> [Task goal]:
Your answer should hold each line of the material that contains the word "usize".

***** Task inputs *****

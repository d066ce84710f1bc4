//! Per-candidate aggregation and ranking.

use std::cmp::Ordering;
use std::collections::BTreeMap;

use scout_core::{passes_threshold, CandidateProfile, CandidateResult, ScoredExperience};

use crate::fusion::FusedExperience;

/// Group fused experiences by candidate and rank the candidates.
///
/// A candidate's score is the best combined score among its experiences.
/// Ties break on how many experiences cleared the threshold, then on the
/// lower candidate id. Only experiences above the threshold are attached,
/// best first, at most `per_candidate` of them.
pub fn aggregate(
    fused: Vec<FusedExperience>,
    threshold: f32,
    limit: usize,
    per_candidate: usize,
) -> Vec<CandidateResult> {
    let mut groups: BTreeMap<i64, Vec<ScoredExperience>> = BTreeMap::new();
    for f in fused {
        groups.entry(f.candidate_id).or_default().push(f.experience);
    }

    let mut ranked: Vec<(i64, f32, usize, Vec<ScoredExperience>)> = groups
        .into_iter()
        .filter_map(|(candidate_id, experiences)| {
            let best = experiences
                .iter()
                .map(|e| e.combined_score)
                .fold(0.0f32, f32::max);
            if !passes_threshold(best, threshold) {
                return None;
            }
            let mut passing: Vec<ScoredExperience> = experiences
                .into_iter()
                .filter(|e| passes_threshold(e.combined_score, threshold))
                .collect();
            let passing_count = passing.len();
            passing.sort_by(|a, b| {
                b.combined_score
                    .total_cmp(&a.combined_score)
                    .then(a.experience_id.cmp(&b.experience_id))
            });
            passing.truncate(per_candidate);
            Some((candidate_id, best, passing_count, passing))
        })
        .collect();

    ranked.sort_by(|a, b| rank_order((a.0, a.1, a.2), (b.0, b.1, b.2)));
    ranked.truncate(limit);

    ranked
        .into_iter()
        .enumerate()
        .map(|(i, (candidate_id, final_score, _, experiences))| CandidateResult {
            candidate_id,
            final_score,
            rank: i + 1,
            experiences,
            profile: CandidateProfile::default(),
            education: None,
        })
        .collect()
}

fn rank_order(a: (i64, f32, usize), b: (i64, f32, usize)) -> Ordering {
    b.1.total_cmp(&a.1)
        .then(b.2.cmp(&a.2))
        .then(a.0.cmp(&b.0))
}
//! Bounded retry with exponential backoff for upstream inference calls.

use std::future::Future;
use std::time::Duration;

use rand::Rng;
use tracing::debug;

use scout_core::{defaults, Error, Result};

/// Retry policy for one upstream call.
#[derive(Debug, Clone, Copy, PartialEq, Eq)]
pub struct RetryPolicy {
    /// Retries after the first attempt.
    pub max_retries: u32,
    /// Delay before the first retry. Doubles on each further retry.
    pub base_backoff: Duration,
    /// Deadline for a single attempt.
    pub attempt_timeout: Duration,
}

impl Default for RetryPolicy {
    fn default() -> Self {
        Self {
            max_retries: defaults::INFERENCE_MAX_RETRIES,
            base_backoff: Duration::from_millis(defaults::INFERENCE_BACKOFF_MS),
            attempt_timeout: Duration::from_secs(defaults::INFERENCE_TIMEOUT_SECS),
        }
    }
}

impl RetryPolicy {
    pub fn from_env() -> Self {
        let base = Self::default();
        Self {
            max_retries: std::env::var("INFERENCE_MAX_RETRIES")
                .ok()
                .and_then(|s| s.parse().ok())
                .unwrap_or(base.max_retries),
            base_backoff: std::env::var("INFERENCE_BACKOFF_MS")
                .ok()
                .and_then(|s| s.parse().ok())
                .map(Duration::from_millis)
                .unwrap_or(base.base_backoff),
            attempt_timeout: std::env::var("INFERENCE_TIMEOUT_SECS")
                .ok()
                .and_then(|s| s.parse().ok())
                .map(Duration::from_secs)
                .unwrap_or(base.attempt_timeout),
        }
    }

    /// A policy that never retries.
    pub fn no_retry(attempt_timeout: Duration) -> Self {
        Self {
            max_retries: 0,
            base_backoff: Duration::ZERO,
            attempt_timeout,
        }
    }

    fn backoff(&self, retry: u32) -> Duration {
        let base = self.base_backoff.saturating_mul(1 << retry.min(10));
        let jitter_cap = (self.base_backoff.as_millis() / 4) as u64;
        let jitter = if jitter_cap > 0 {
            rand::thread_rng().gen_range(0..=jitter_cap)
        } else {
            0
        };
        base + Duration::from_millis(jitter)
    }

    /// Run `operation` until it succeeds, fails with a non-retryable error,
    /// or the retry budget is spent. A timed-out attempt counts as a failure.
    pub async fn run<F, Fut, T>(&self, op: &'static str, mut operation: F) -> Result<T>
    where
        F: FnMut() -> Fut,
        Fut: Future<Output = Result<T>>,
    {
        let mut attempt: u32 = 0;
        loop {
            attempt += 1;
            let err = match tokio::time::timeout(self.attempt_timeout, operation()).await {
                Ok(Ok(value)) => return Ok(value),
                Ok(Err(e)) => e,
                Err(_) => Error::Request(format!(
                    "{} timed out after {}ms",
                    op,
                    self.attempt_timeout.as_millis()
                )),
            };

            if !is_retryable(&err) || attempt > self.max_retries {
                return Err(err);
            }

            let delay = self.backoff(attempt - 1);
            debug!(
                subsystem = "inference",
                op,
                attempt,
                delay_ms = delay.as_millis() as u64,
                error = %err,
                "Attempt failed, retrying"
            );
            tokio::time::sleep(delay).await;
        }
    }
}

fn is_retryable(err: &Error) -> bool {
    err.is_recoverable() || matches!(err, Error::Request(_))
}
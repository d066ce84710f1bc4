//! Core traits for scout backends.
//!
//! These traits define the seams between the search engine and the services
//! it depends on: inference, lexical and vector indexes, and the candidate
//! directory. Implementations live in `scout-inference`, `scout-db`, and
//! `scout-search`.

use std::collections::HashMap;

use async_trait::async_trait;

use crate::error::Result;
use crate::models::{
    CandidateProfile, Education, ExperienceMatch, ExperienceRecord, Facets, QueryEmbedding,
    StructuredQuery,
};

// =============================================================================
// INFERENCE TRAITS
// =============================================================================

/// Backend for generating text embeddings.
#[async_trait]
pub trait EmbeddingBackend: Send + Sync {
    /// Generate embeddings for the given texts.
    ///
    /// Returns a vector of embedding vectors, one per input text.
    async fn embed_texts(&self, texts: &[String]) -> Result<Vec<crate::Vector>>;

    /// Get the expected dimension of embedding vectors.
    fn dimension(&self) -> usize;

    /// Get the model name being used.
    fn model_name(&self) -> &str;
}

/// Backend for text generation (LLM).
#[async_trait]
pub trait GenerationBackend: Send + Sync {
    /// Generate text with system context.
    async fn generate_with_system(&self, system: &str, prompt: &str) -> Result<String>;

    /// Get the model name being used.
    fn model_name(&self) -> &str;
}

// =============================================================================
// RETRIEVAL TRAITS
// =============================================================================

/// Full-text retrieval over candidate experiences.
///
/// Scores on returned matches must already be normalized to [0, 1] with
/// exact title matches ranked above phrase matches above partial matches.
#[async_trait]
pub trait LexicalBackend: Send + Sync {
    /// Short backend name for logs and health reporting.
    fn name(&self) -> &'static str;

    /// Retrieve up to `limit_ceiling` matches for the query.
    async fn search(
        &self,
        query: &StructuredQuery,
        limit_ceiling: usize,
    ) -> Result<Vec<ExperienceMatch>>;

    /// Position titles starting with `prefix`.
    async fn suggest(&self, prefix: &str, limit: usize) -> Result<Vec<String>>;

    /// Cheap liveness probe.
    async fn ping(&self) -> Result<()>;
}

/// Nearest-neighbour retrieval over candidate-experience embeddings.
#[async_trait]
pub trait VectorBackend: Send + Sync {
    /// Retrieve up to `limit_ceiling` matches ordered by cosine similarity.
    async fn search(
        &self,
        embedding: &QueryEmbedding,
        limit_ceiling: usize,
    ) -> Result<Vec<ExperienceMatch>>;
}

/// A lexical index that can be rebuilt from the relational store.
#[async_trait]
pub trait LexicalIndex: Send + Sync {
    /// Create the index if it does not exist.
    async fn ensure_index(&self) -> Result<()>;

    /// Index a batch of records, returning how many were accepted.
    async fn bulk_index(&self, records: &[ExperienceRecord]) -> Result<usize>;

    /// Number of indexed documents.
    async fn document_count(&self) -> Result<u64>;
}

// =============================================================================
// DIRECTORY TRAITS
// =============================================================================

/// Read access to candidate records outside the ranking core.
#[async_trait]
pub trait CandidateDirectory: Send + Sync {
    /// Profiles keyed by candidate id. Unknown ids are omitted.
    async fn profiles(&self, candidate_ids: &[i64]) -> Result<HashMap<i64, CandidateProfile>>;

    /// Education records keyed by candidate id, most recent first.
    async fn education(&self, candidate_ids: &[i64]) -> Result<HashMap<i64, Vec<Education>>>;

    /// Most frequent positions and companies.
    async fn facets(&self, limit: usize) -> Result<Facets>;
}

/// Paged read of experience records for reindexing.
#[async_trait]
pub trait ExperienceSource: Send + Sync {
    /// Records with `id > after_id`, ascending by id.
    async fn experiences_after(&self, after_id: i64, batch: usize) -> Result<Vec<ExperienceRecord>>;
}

*****

> [Response to this exercise]:
    limit: usize,
    per_candidate: usize,
    let mut ranked: Vec<(i64, f32, usize, Vec<ScoredExperience>)> = groups
fn rank_order(a: (i64, f32, usize), b: (i64, f32, usize)) -> Ordering {
    fn dimension(&self) -> usize;
        limit_ceiling: usize,
    async fn suggest(&self, prefix: &str, limit: usize) -> Result<Vec<String>>;
        limit_ceiling: usize,
    async fn bulk_index(&self, records: &[ExperienceRecord]) -> Result<usize>;
    async fn facets(&self, limit: usize) -> Result<Facets>;
    async fn experiences_after(&self, after_id: i64, batch: usize) -> Result<Vec<ExperienceRecord>>;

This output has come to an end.